Since November 2020, Casper and Jaya have been deployed in Chandigarh and Delhi to screen samples and detect COVID-19 among soldiers posted to forward areas of the Northern Command. The two are ‘specialist’ military dogs, Casper, a two-year-old male Cocker Spaniel, and Jaya, a one-year-old female Chippiparai. They are the first two canines trained to detect COVID-19 cases from sweat and urine samples.
“From the trials and operational deployment, it has been inferred that COVID-19 volatile metabolic biomarkers are within the threshold limit of olfactory detection capability of trained dogs and can help in quick and real time detection of disease,” said Lt. Col. Surender Saini, instructor at the Army’s Remount Veterinary Corps (RVC), Meerut. They can detect COVID-19 with 95% accuracy, he said.
“They are not medically accepted. They are used to screen large numbers,” Lt. Col. Saini said.
Such mass screening reduces the number of Reverse Transcription Polymerase Chain Reaction (RT-PCR) tests needed for COVID detection, he explained.Samples identified as positive by the dogs are confirmed through the RT-PCR test.
Eight more military dogs are now being trained, and they will be equipped by March. These include two Chippiparais, two Cocker Spaniels and four Labradors. From among the group in the Army, a foreign breed and a desi breed were selected first.
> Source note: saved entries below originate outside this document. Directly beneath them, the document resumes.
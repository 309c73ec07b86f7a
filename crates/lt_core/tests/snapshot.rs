mod common;

use common::{log, Fixture};
use lt_core::local_store::{Collection, LocalState};
use lt_core::snapshot::{apply_snapshot, produce_snapshot};

#[test]
fn apply_of_produced_snapshot_is_a_no_op() {
    let fx = Fixture::new();
    let state = LocalState::empty()
        .with(Collection::Logs, vec![log("l1", &["a.jpg"]), log("l2", &[])])
        .with(Collection::Goals, vec![serde_json::json!({ "id": "g", "target": 3.5 })]);
    fx.store.replace_all(state, 10).expect("seed");
    fx.store.set_user_personal_info("likes running", 11).expect("info");
    let before = fx.store.state().expect("state");

    let snapshot = produce_snapshot(&fx.store, 50).expect("produce");
    apply_snapshot(&fx.store, &snapshot, 60).expect("apply");

    assert_eq!(fx.store.state().expect("state"), before);
    assert_eq!(fx.store.last_modified_ms(), 11);
}

#[test]
fn round_trip_keeps_unset_personal_info_unset() {
    let fx = Fixture::new();
    fx.store
        .replace_all(LocalState::empty().with(Collection::Logs, vec![log("l1", &[])]), 10)
        .expect("seed");
    let before = fx.store.state().expect("state");
    assert_eq!(before.user_personal_info, None);

    let snapshot = produce_snapshot(&fx.store, 50).expect("produce");
    assert_eq!(snapshot.user_personal_info, "");
    apply_snapshot(&fx.store, &snapshot, 60).expect("apply");

    assert_eq!(fx.store.state().expect("state"), before);
    let reopened = lt_core::local_store::LocalStore::open(
        &fx.dir.path().join("device/db/local.sqlite"),
    )
    .expect("reopen");
    assert_eq!(reopened.state().expect("state"), before);
}

#[test]
fn apply_survives_reopen() {
    let fx = Fixture::new();
    fx.store
        .replace_all(LocalState::empty().with(Collection::Todos, vec![log("t", &[])]), 1)
        .expect("seed");
    let snapshot = produce_snapshot(&fx.store, 2).expect("produce");

    let other = tempfile::tempdir().expect("tempdir");
    let db = other.path().join("local.sqlite");
    {
        let store = lt_core::local_store::LocalStore::open(&db).expect("open");
        apply_snapshot(&store, &snapshot, 3).expect("apply");
        assert_eq!(store.last_modified_ms(), 0);
    }
    let reopened = lt_core::local_store::LocalStore::open(&db).expect("reopen");
    let state = reopened.state().expect("state");
    assert!(state.missing_collections().is_empty());
    assert_eq!(state.get(Collection::Todos).map(Vec::len), Some(1));
}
The sensitivity and specificity of results from the dogs based on screening of 279 urine and 267 sweat samples during trials were found to be very high, an officer said.
The two dogs underwent 12 to 16 weeks of training with exposure to positive and negative samples. They were deployed on November 22 last at a transit camp in Delhi and a total of 806 transients were screened. They were also deployed in Chandigarh , where they screened over 300 samples. Of the over 3,800 samples screened, 22 positive cases were detected.
A dog can screen approximately 100 samples in an hour with a rest period of five minutes after every 15 minutes.
The U.K., Finland, France, Russia, Germany, Lebanon, the U.A.E. and the U.S. have already trained dogs to detect COVID-19, he added. With the successful trial, more dogs have been inducted for training.
The officer cited earlier said that use of canines in detection of COVID-19 enables mass screening and increases lead time for management of positive cases. In all, the Army has over 1,200 dogs of which about 700 have been deployed for various roles. Typically, training starts at six months of age and the dogs remain in service up to about nine years.
The RVC recently started training four Indian dog breeds. These include Mudhol hounds from Karnataka and Chippiparai, Combai and Rajapalayam from Tamil Nadu.